- Exercise requirements -
Set down a word-for-word copy of the data below, limited to the lines from the first through the line with "const HEADER_LEN_MAX: u64 = u32::MAX as u64;".

- Information supplied -
Segment Open
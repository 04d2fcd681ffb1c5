//! Streaming safetensors reader
//!
//! The archive layout is an 8-byte little-endian header length, a JSON
//! header mapping tensor names to `{dtype, shape, data_offsets}`, then the
//! raw data region. The reader parses the header once and serves one
//! bounded slice per tensor on demand, so the working set stays at a single
//! tensor no matter how large the archive is.

use std::fs::File;
use std::path::Path;

use memmap2::Mmap;

use crate::utils::error::{AccelError, Result};

/// Upper bound sanity check: the 8-byte length field must fit in 32 bits
const HEADER_LEN_MAX: u64 = u32::MAX as u64;

/// Random-access byte provider backing a source archive
pub trait ByteSource {
    fn source_len(&self) -> u64;
    fn read_slice(&self, start: u64, end: u64) -> Result<&[u8]>;
}

/// Memory-mapped file source; the OS pages tensor slices in lazily
pub struct MmapSource {
    mmap: Mmap,
}

impl MmapSource {
    pub fn open(path: &Path) -> Result<Self> {
        let file = File::open(path)?;
        let mmap = unsafe { Mmap::map(&file)? };
        Ok(Self { mmap })
    }
}

impl ByteSource for MmapSource {
    fn source_len(&self) -> u64 {
        self.mmap.len() as u64
    }

    fn read_slice(&self, start: u64, end: u64) -> Result<&[u8]> {
        bounds_check(start, end, self.mmap.len() as u64)?;
        Ok(&self.mmap[start as usize..end as usize])
    }
}

impl ByteSource for Vec<u8> {
    fn source_len(&self) -> u64 {
        self.len() as u64
    }

    fn read_slice(&self, start: u64, end: u64) -> Result<&[u8]> {
        bounds_check(start, end, self.len() as u64)?;
        Ok(&self[start as usize..end as usize])
    }
}

fn bounds_check(start: u64, end: u64, len: u64) -> Result<()> {
    if start > end || end > len {
        return Err(AccelError::SourceMalformed(format!(
            "slice {}..{} out of bounds for source of {} bytes",
            start, end, len
        )));
    }
    Ok(())
}

/// Element dtype declared by the source archive
#[derive(Debug, Clone, PartialEq, Eq)]
pub enum SourceDtype {
    F32,
    F16,
    BF16,
    /// Anything else passes through as opaque F32-shaped bytes
    Other(String),
}

impl SourceDtype {
    fn parse(s: &str) -> Self {
        match s {
            "F32" => Self::F32,
            "F16" => Self::F16,
            "BF16" => Self::BF16,
            other => Self::Other(other.to_string()),
        }
    }
}

/// Header entry for one tensor
#[derive(Debug, Clone)]
pub struct TensorMeta {
    pub name: String,
    pub dtype: SourceDtype,
    pub shape: Vec<u32>,
    /// Byte range relative to the start of the data region
    pub data_offsets: (u64, u64),
}

impl TensorMeta {
    pub fn n_elems(&self) -> usize {
        self.shape.iter().map(|&d| d as usize).product()
    }
}

/// Parsed archive handle: header metadata plus a slice-serving source
#[derive(Debug)]
pub struct SafetensorsReader<S: ByteSource> {
    source: S,
    tensors: Vec<TensorMeta>,
    data_start: u64,
}

impl<S: ByteSource> SafetensorsReader<S> {
    /// Parse the header of `source`. No tensor data is read.
    pub fn open(source: S) -> Result<Self> {
        if source.source_len() < 8 {
            return Err(AccelError::SourceMalformed(
                "archive shorter than the 8-byte header length field".into(),
            ));
        }

        let len_bytes = source.read_slice(0, 8)?;
        let header_len = u64::from_le_bytes(len_bytes.try_into().expect("8-byte slice"));
        if header_len > HEADER_LEN_MAX {
            return Err(AccelError::SourceMalformed(format!(
                "header too large: {} bytes",
                header_len
            )));
        }
        if header_len == 0 || 8 + header_len > source.source_len() {
            return Err(AccelError::SourceMalformed(format!(
                "header length {} is invalid for archive of {} bytes",
                header_len,
                source.source_len()
            )));
        }

        let header_json: serde_json::Value =
            serde_json::from_slice(source.read_slice(8, 8 + header_len)?).map_err(|e| {
                AccelError::SourceMalformed(format!("invalid JSON header: {}", e))
            })?;

        let header_map = header_json.as_object().ok_or_else(|| {
            AccelError::SourceMalformed("header is not a JSON object".into())
        })?;

        let data_start = 8 + header_len;
        let data_len = source.source_len() - data_start;
        let mut tensors = Vec::with_capacity(header_map.len());

        // serde_json is built with preserve_order, so this iteration matches
        // the header's declared tensor order.
        for (key, value) in header_map {
            if key == "__metadata__" {
                continue;
            }

            let obj = value.as_object().ok_or_else(|| {
                AccelError::SourceMalformed(format!("tensor entry {} is not an object", key))
            })?;

            let dtype = obj
                .get("dtype")
                .and_then(|v| v.as_str())
                .map(SourceDtype::parse)
                .ok_or_else(|| {
                    AccelError::SourceMalformed(format!("tensor {} has no dtype", key))
                })?;

            let shape: Vec<u32> = obj
                .get("shape")
                .and_then(|v| v.as_array())
                .map(|arr| arr.iter().filter_map(|x| x.as_u64().map(|d| d as u32)).collect())
                .ok_or_else(|| {
                    AccelError::SourceMalformed(format!("tensor {} has no shape", key))
                })?;

            let offsets = obj
                .get("data_offsets")
                .and_then(|v| v.as_array())
                .and_then(|arr| {
                    let start = arr.first()?.as_u64()?;
                    let end = arr.get(1)?.as_u64()?;
                    Some((start, end))
                })
                .ok_or_else(|| {
                    AccelError::SourceMalformed(format!("tensor {} has no data_offsets", key))
                })?;

            if offsets.0 > offsets.1 || offsets.1 > data_len {
                return Err(AccelError::SourceMalformed(format!(
                    "tensor {} offsets {:?} exceed data region of {} bytes",
                    key, offsets, data_len
                )));
            }

            tensors.push(TensorMeta {
                name: key.clone(),
                dtype,
                shape,
                data_offsets: offsets,
            });
        }

        Ok(Self {
            source,
            tensors,
            data_start,
        })
    }

    /// Tensor metadata in header declaration order
    pub fn tensors(&self) -> &[TensorMeta] {
        &self.tensors
    }

    /// Read the raw bytes of one tensor. One slice call, no buffering.
    pub fn read_tensor(&self, meta: &TensorMeta) -> Result<&[u8]> {
        self.source.read_slice(
            self.data_start + meta.data_offsets.0,
            self.data_start + meta.data_offsets.1,
        )
    }
}

/// Build a minimal in-memory safetensors archive (test + fixture helper)
pub fn build_archive(entries: &[(&str, &str, &[u32], Vec<u8>)]) -> Vec<u8> {
    let mut header = String::from("{");
    let mut offset = 0usize;
    for (i, (name, dtype, shape, data)) in entries.iter().enumerate() {
        if i > 0 {
            header.push(',');
        }
        let dims: Vec<String> = shape.iter().map(|d| d.to_string()).collect();
        header.push_str(&format!(
            "\"{}\":{{\"dtype\":\"{}\",\"shape\":[{}],\"data_offsets\":[{},{}]}}",
            name,
            dtype,
            dims.join(","),
            offset,
            offset + data.len()
        ));
        offset += data.len();
    }
    header.push('}');

    let mut out = Vec::new();
    out.extend_from_slice(&(header.len() as u64).to_le_bytes());
    out.extend_from_slice(header.as_bytes());
    for (_, _, _, data) in entries {
        out.extend_from_slice(data);
    }
    out
}

#[cfg(test)]
mod tests {
    use super::*;

    fn f32_bytes(vals: &[f32]) -> Vec<u8> {
        vals.iter().flat_map(|v| v.to_le_bytes()).collect()
    }

    #[test]
    fn parses_header_and_reads_tensors() {
        let archive = build_archive(&[
            ("a", "F32", &[2, 2], f32_bytes(&[1.0, 2.0, 3.0, 4.0])),
            ("b", "F32", &[3], f32_bytes(&[0.5, -0.5, 0.0])),
        ]);

        let reader = SafetensorsReader::open(archive).unwrap();
        assert_eq!(reader.tensors().len(), 2);
        assert_eq!(reader.tensors()[0].name, "a");
        assert_eq!(reader.tensors()[0].shape, vec![2, 2]);
        assert_eq!(reader.tensors()[1].name, "b");

        let meta = reader.tensors()[1].clone();
        let bytes = reader.read_tensor(&meta).unwrap();
        assert_eq!(bytes, f32_bytes(&[0.5, -0.5, 0.0]).as_slice());
    }

    #[test]
    fn skips_metadata_key() {
        let mut archive = Vec::new();
        let header = r#"{"__metadata__":{"format":"pt"},"w":{"dtype":"F16","shape":[2],"data_offsets":[0,4]}}"#;
        archive.extend_from_slice(&(header.len() as u64).to_le_bytes());
        archive.extend_from_slice(header.as_bytes());
        archive.extend_from_slice(&[0u8; 4]);

        let reader = SafetensorsReader::open(archive).unwrap();
        assert_eq!(reader.tensors().len(), 1);
        assert_eq!(reader.tensors()[0].dtype, SourceDtype::F16);
    }

    #[test]
    fn rejects_oversized_header_length() {
        let mut archive = Vec::new();
        archive.extend_from_slice(&(u64::MAX).to_le_bytes());
        archive.extend_from_slice(&[0u8; 32]);
        let err = SafetensorsReader::open(archive).unwrap_err();
        assert!(err.to_string().contains("header too large"));
    }

    #[test]
    fn rejects_offsets_past_data_region() {
        let header = r#"{"w":{"dtype":"F32","shape":[8],"data_offsets":[0,32]}}"#;
        let mut archive = Vec::new();
        archive.extend_from_slice(&(header.len() as u64).to_le_bytes());
        archive.extend_from_slice(header.as_bytes());
        archive.extend_from_slice(&[0u8; 8]); // data region too short
        assert!(SafetensorsReader::open(archive).is_err());
    }

    #[test]
    fn preserves_header_declaration_order() {
        let archive = build_archive(&[
            ("z.last", "F32", &[1], f32_bytes(&[1.0])),
            ("a.first", "F32", &[1], f32_bytes(&[2.0])),
        ]);
        let reader = SafetensorsReader::open(archive).unwrap();
        assert_eq!(reader.tensors()[0].name, "z.last");
        assert_eq!(reader.tensors()[1].name, "a.first");
    }
}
Segment Closed
- Answer box -
repository 04d2fcd681ffb1c5
//! Streaming safetensors reader
//!
//! The archive layout is an 8-byte little-endian header length, a JSON
//! header mapping tensor names to `{dtype, shape, data_offsets}`, then the
//! raw data region. The reader parses the header once and serves one
//! bounded slice per tensor on demand, so the working set stays at a single
//! tensor no matter how large the archive is.

use std::fs::File;
use std::path::Path;

use memmap2::Mmap;

use crate::utils::error::{AccelError, Result};

/// Upper bound sanity check: the 8-byte length field must fit in 32 bits
const HEADER_LEN_MAX: u64 = u32::MAX as u64;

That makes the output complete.